Read more about UncomplicatedFirewall here

Keep in mind, you might need other ports now or in the future 🪲

What’s Fail2Ban?

Protect, watch, track, lock suspicious logins using Fail2Ban

Read a bit and setup, as much as you need.

Taken from the Traefik Documentation (2019-03-31)

From this point on, you should make yourself a little familiar about user rights and folder permissions.

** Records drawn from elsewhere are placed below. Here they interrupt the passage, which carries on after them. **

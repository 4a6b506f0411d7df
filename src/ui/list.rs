//! User list screen
//!
//! Like the dialogs, the list is laid out by a [`ListLayout`] that both the
//! renderer and the mouse mapping compute from the terminal area.

use ratatui::{prelude::*, widgets::*};

use crate::messages::RenderState;
use crate::ui::widgets::{button, gender_color};

const ADD_BUTTON_WIDTH: u16 = 14;
const EDIT_LABEL: &str = "[Edit]";
const DELETE_LABEL: &str = "[Delete]";
/// " [Edit] [Delete]"
const ACTIONS_WIDTH: u16 = 16;

/// What a click on the list screen landed on
#[derive(Clone, Copy, Debug, PartialEq, Eq)]
pub enum ListHit {
    Add,
    /// A data row, by index into the user list
    Row(usize),
    Edit(usize),
    Delete(usize),
    Nothing,
}

/// Screen regions of the list view
#[derive(Clone, Copy, Debug, PartialEq, Eq)]
pub struct ListLayout {
    pub title: Rect,
    pub status: Rect,
    /// Bordered table, actions column included
    pub table: Rect,
    /// Data rows of the table, below the header
    pub rows: Rect,
    /// Data rows of the actions column
    pub actions: Rect,
    pub add: Rect,
    pub hints: Rect,
    /// Index of the first visible row
    pub offset: usize,
    pub len: usize,
}

impl ListLayout {
    pub fn compute(area: Rect, state: &RenderState) -> Self {
        let chunks = Layout::default()
            .direction(Direction::Vertical)
            .constraints([
                Constraint::Length(1), // Title
                Constraint::Length(status_height(state)),
                Constraint::Min(3),    // Table
                Constraint::Length(1), // Add button
                Constraint::Length(1), // Key hints
            ])
            .split(area);

        let table = chunks[2];
        let inner = Block::bordered().inner(table);
        let actions_width = ACTIONS_WIDTH.min(inner.width);
        let body = Rect {
            y: inner.y.saturating_add(1u16.min(inner.height)),
            height: inner.height.saturating_sub(1),
            ..inner
        };
        let rows = Rect {
            width: inner.width - actions_width,
            ..body
        };
        let actions = Rect {
            x: rows.right(),
            width: actions_width,
            ..body
        };

        let add = Rect {
            width: ADD_BUTTON_WIDTH.min(chunks[3].width.saturating_sub(1)),
            x: chunks[3].x + 1u16.min(chunks[3].width),
            ..chunks[3]
        };

        let len = state.users.len();
        let visible = rows.height as usize;
        // Keep the selected row on screen, scrolling as little as possible
        let offset = if visible > 0 && state.selected >= visible {
            state.selected + 1 - visible
        } else {
            0
        };

        ListLayout {
            title: chunks[0],
            status: chunks[1],
            table,
            rows,
            actions,
            add,
            hints: chunks[4],
            offset,
            len,
        }
    }

    /// Screen rects of the edit and delete buttons on visible row `line`
    fn row_buttons(&self, line: u16) -> (Rect, Rect) {
        let y = self.actions.y + line;
        let edit = Rect::new(self.actions.x + 1, y, EDIT_LABEL.len() as u16, 1);
        let delete = Rect::new(edit.right() + 1, y, DELETE_LABEL.len() as u16, 1);
        (edit.intersection(self.actions), delete.intersection(self.actions))
    }

    /// Classify a click at (`column`, `row`)
    pub fn hit(&self, column: u16, row: u16) -> ListHit {
        if contains(self.add, column, row) {
            return ListHit::Add;
        }
        if row < self.rows.y || row >= self.rows.bottom() {
            return ListHit::Nothing;
        }
        let line = row - self.rows.y;
        let index = self.offset + line as usize;
        if index >= self.len {
            return ListHit::Nothing;
        }

        let (edit, delete) = self.row_buttons(line);
        if contains(edit, column, row) {
            ListHit::Edit(index)
        } else if contains(delete, column, row) {
            ListHit::Delete(index)
        } else if contains(self.rows, column, row) || contains(self.actions, column, row) {
            ListHit::Row(index)
        } else {
            ListHit::Nothing
        }
    }
}

fn contains(r: Rect, column: u16, row: u16) -> bool {
    column >= r.x && column < r.right() && row >= r.y && row < r.bottom()
}

/// Draw the list screen filling `area`
pub fn render_list(f: &mut Frame, area: Rect, state: &RenderState) {
    let layout = ListLayout::compute(area, state);

    let title = Paragraph::new(Line::from(" User List ").bold().fg(Color::Cyan));
    f.render_widget(title, layout.title);

    render_status(f, layout.status, state);
    render_table(f, &layout, state);

    f.render_widget(button("Add User", Color::Blue), layout.add);

    let hints = Paragraph::new(" ↑/↓:select | a:add | e:edit | d:delete | q:quit | mouse:click ")
        .style(Style::default().fg(Color::DarkGray));
    f.render_widget(hints, layout.hints);
}

fn status_height(state: &RenderState) -> u16 {
    state.loading as u16 + state.error.is_some() as u16
}

fn render_status(f: &mut Frame, area: Rect, state: &RenderState) {
    let mut lines = Vec::new();
    if state.loading {
        lines.push(Line::from(vec![
            Span::styled(" ● ● ● ", Style::default().fg(Color::Blue).bold()),
            Span::styled("Loading users...", Style::default().fg(Color::Blue)),
        ]));
    }
    if let Some(error) = &state.error {
        lines.push(Line::from(Span::styled(
            format!(" Error: {}", error),
            Style::default().fg(Color::Red),
        )));
    }
    f.render_widget(Paragraph::new(lines), area);
}

fn render_table(f: &mut Frame, layout: &ListLayout, state: &RenderState) {
    let block = Block::bordered().title(format!(" {} users ", state.users.len()));
    f.render_widget(block, layout.table);

    let header_style = Style::default().fg(Color::Yellow).bold();
    let header = Row::new(["Avatar", "Name", "Surname", "Age", "Gender"]).style(header_style);

    let rows: Vec<Row> = state
        .users
        .iter()
        .map(|u| {
            let gender = u.gender.map(|g| g.as_str()).unwrap_or("");
            Row::new(vec![
                Cell::from(u.avatar_url.as_str()).style(Style::default().fg(Color::DarkGray)),
                Cell::from(u.name.as_str()).style(Style::default().bold()),
                Cell::from(u.surname.as_str()),
                Cell::from(format!("Age: {}", u.age)),
                Cell::from(format!("Gender: {}", gender))
                    .style(Style::default().fg(gender_color(u.gender))),
            ])
        })
        .collect();

    let widths = [
        Constraint::Percentage(30),
        Constraint::Percentage(18),
        Constraint::Percentage(18),
        Constraint::Percentage(12),
        Constraint::Percentage(22),
    ];

    let table = Table::new(rows, widths)
        .header(header)
        .row_highlight_style(Style::default().bg(Color::DarkGray).bold())
        .highlight_symbol("> ");

    let mut table_state = TableState::default().with_offset(layout.offset);
    if !state.users.is_empty() {
        table_state.select(Some(state.selected));
    }
    // Header row plus the data rows, left of the actions column
    let table_area = Rect {
        y: layout.rows.y.saturating_sub(1),
        height: layout.rows.height + 1,
        ..layout.rows
    };
    f.render_stateful_widget(table, table_area, &mut table_state);

    let actions_header = Rect {
        y: table_area.y,
        height: 1,
        ..layout.actions
    };
    f.render_widget(Paragraph::new(" Actions").style(header_style), actions_header);

    let visible = state
        .users
        .iter()
        .skip(layout.offset)
        .take(layout.actions.height as usize)
        .count();
    let lines: Vec<Line> = (0..visible)
        .map(|_| {
            Line::from(vec![
                Span::raw(" "),
                Span::styled(EDIT_LABEL, Style::default().fg(Color::Blue).bold()),
                Span::raw(" "),
                Span::styled(DELETE_LABEL, Style::default().fg(Color::Red).bold()),
            ])
        })
        .collect();
    f.render_widget(Paragraph::new(lines), layout.actions);
}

This is more an inspiration on how you can achieve this yourself.

I advise you read it yourself ;-) Traefik - Let’s Encrypt & Docker

$ docker network create web

$ mkdir -p /opt/traefik

$ touch /opt/traefik/docker-compose.yml

# /opt/traefik/docker-compose.yml
version: "3.9"

networks:
  web:
    external: true

services:
  traefik:
    image: "traefik:2.5.3"
    container_name: "traefik"
    restart: always
    networks:
      - web
      - default
    command:
      - "--providers.docker.swarmMode=false"
      # - "--providers.docker.constraints=Label(`traefik.constraint-label`, `traefik-public`)"
      - "--log.level=DEBUG"
      - "--api.insecure=false"
      - "--providers.docker=true"
      - "--providers.docker.exposedbydefault=false"
      - "--providers.docker.network=web"
      - "--entrypoints.web.address=:80"
      - "--entrypoints.websecure.address=:443"
      - "--certificatesresolvers.myhttpchallenge.acme.httpchallenge=true"
      - "--certificatesresolvers.myhttpchallenge.acme.httpchallenge.entrypoint=web"
      # - "--certificatesresolvers.myhttpchallenge.acme.caserver=https://acme-staging-v02.api.letsencrypt.org/directory"
      - "--certificatesresolvers.myhttpchallenge.acme.email=INSERT-YOUR-EMAIL-HERE@test.test"
      - "--certificatesresolvers.myhttpchallenge.acme.storage=/letsencrypt/acme.json"
    ports:
      - "80:80"
      - "443:443"
      # - "8080:8080"
    volumes:
      - "traefik-public-certificates:/letsencrypt"
      - "/var/run/docker.sock:/var/run/docker.sock:ro"

volumes:
  # Create a volume to store the certificates, there is a constraint to make sure
  # Traefik is always deployed to the same Docker node with the same volume containing
  # the HTTPS certificates
  traefik-public-certificates:

Example Docker Compose

version: "2.1"

services:
  app:
    image: my-docker-registry.com/my-awesome-app/app:latest
    depends_on:
      db:
        condition: service_healthy
      redis:
        condition: service_healthy
    restart: always
    networks:
      - web
      - default
    expose:
      - "9000"
    labels:
      - "traefik.enable=true"
      - "traefik.docker.network=web"
      - "traefik.http.routers.my_nice_app.entrypoints=web"
      - "traefik.http.routers.my_nice_app.rule=Host(`app.test.test`)"
      - "traefik.http.routers.my_nice_app.middlewares=https_redirect"
      - "traefik.http.middlewares.https_redirect.redirectscheme.scheme=https"
      - "traefik.http.routers.my_nice_app_https.entrypoints=websecure"
      - "traefik.http.routers.my_nice_app_https.tls.certresolver=myhttpchallenge"
      - "traefik.http.routers.my_nice_app_https.rule=Host(`app.test.test`)"
      - "traefik.http.services.my_nice_app.loadbalancer.server.port=9000"

  db:
    image: my-docker-registry.com/back-end/5.7
    restart: always

  redis:
    image: my-docker-registry.com/back-end/redis:4-alpine
    restart: always

  events:
    image: my-docker-registry.com/my-awesome-app/events:latest
    depends_on:
      db:
        condition: service_healthy
      redis:
        condition: service_healthy
    restart: always
    networks:
      - web
      - default
    expose:
      - "3000"
    labels:
      - "traefik.backend=my-awesome-app-events"
      - "traefik.docker.network=web"
      - "traefik.frontend.rule=Host:events.my-awesome-app.org"
      - "traefik.enable=true"
      - "traefik.port=3000"

networks:
  web:
    external: true

Most Important Tip in the Docs

Always specify the correct port where the container expects HTTP traffic using traefik.port label. If a container exposes multiple ports, Traefik may forward traffic to the wrong port. Even if a container only exposes one port, you should always write configuration defensively and explicitly.